--- Task objective ---
Produce word for word the lines of the data below running from the one that has "backend for chardex." to the one that has "backs local development", inclusive, and no others.

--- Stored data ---
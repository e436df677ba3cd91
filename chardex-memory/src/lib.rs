//! In-memory document storage backend for chardex.
//!
//! This crate provides a thread-safe, in-memory implementation of the `StoreBackend` trait.
//! It uses async-aware read-write locks for concurrent access and backs local development
//! (`memory://` connection strings) and the service's test suite.
//!
//! # Features
//!
//! - **Thread-safe access** - Concurrent reads and writes using async-aware RwLock
//! - **Insertion order** - "First match" is the first inserted matching document
//! - **Unique indexes** - Emulated with the same case-insensitive semantics as MongoDB
//!
//! # Quick Start
//!
//! ```ignore
//! use chardex::{prelude::*, memory::InMemoryStore};
//!
//! let store = DocumentStore::new(InMemoryStore::builder().build().await?);
//! let characters = store.collection::<CharacterRecord>();
//! ```

#[allow(unused_extern_crates)]
extern crate self as chardex_memory;

pub mod evaluator;
pub mod store;

pub use store::{InMemoryStore, InMemoryStoreBuilder};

--- Exercise answer ---
//! In-memory document storage backend for chardex.
//!
//! This crate provides a thread-safe, in-memory implementation of the `StoreBackend` trait.
//! It uses async-aware read-write locks for concurrent access and backs local development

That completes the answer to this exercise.